The writ issued, to which Schooley and Still, in their official capacities, made a return. Material allegations in the return were denied by Wilson, and thus there were framed the issues to be determined by the trial court. These issues were considerably different from those suggested by the original petition. Evidence was taken, and at the conclusion thereof the trial court made permanent the writ of habeas corpus and released Wilson.
Violation of Chapter 104, 39-17-6, Session Laws of Colorado 1961, in that successive hold orders extended the investigatory time beyond the fifteen-day period provided by the statute, was the basic ground upon which the trial court discharged Wilson.
This section reads in part as follows:"39-17-6. Procedure for revocation.(1) The executive director, his assistants, or the parole officers, or any of them whenever they have reason to believe that the conditions of parole have been violated by any parolee, shall have the right to arrest such suspected violator with or without warrant and to hold him in the nearest county jail for a period not to exceed twelve days while an investigation is made of the suspected violation. If it is determined that no violation has occurred, then the suspected violator shall be immediately released; but, if such investigation discloses that a violation has occurred, the investigating officer shall file his written report and recommendations with the executive director for action by the board as to suspension, revocation or continuance of parole. Within three days after such report and recommendations are filed, the executive director shall temporarily suspend the parole of such parolee and return the parolee to the institution from which he was paroled. There to await the final action of the board * * *. No parolee shall be kept in jail by the state department of parole for a period of more than fifteen days at any one period of time."

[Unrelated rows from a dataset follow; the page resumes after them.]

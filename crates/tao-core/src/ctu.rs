//! CTU 网格坐标.
//!
//! 坐标以 CTU 为单位, 左上角为 (0, 0). 邻居偏移可能产生负值或越过网格右/下边界,
//! 由依赖网格负责解释这些越界坐标.

use std::fmt;

/// CTU 在帧网格中的位置 (列, 行)
#[derive(Debug, Clone, Copy, PartialEq, Eq, Hash, Default)]
pub struct CtuPos {
    /// 列
    pub x: i32,
    /// 行
    pub y: i32,
}

impl CtuPos {
    /// 创建坐标
    pub const fn new(x: i32, y: i32) -> Self {
        Self { x, y }
    }

    /// 相对偏移后的邻居坐标, 结果可能越界
    pub const fn offset(self, dx: i32, dy: i32) -> Self {
        Self {
            x: self.x + dx,
            y: self.y + dy,
        }
    }

    /// 左邻
    pub const fn left(self) -> Self {
        self.offset(-1, 0)
    }

    /// 右邻
    pub const fn right(self) -> Self {
        self.offset(1, 0)
    }

    /// 正上方
    pub const fn above(self) -> Self {
        self.offset(0, -1)
    }

    /// 正下方
    pub const fn below(self) -> Self {
        self.offset(0, 1)
    }

    /// 光栅扫描序号
    pub fn raster_index(self, width: i32) -> usize {
        (self.y * width + self.x) as usize
    }
}

impl fmt::Display for CtuPos {
    fn fmt(&self, f: &mut fmt::Formatter<'_>) -> fmt::Result {
        write!(f, "({}, {})", self.x, self.y)
    }
}

impl From<(i32, i32)> for CtuPos {
    fn from((x, y): (i32, i32)) -> Self {
        Self { x, y }
    }
}

#[cfg(test)]
mod tests {
    use super::*;

    #[test]
    fn test_ctu_pos_neighbors() {
        let pos = CtuPos::new(2, 3);
        assert_eq!(pos.left(), CtuPos::new(1, 3));
        assert_eq!(pos.right(), CtuPos::new(3, 3));
        assert_eq!(pos.above(), CtuPos::new(2, 2));
        assert_eq!(pos.below(), CtuPos::new(2, 4));
        assert_eq!(CtuPos::new(0, 0).offset(-1, -1), CtuPos::new(-1, -1));
    }

    #[test]
    fn test_ctu_pos_raster_index() {
        assert_eq!(CtuPos::new(3, 2).raster_index(4), 11);
        assert_eq!(format!("{}", CtuPos::from((1, 2))), "(1, 2)");
    }
}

We dispose of this review by our answer to a fundamental question. We pose the question: Can a person on parole resort to the remedy of habeas corpus where parole officers are not following the mandate of the statute in regard to revocatory proceedings?
A paroled prisoner is one conditionally released from actual custody but who is, in the contemplation of the law, still in "legal custody" and constructively a prisoner of the state. C.R.S. '53, 39-18-3 and 39-18-4(4). See Ex parte Tabor, 173 Kan. 686, 250 P.2d 793; In re Eddinger, 236 Mich. 668, 211 N.W. 54; McCoy v. Harris, Warden, 108 Utah 407, 160 P.2d 721; 67 C.J.S. Pardons § 22, p. 610.
The arrest of a parolee for an alleged violation of the conditions of his parole results in a transposition from constructive to physical custody of such parolee. A prisoner released on parole is under a restraint imposed by law; he is not a free man. "A prisoner on parole is not free from legal restraint by the penal authorities, * * * but `is constructively a prisoner of the state in the legal custody and under the control of the state board of prison directors.'" People v. Denne, 141 Cal. App. 2d 499, 297 P.2d 451.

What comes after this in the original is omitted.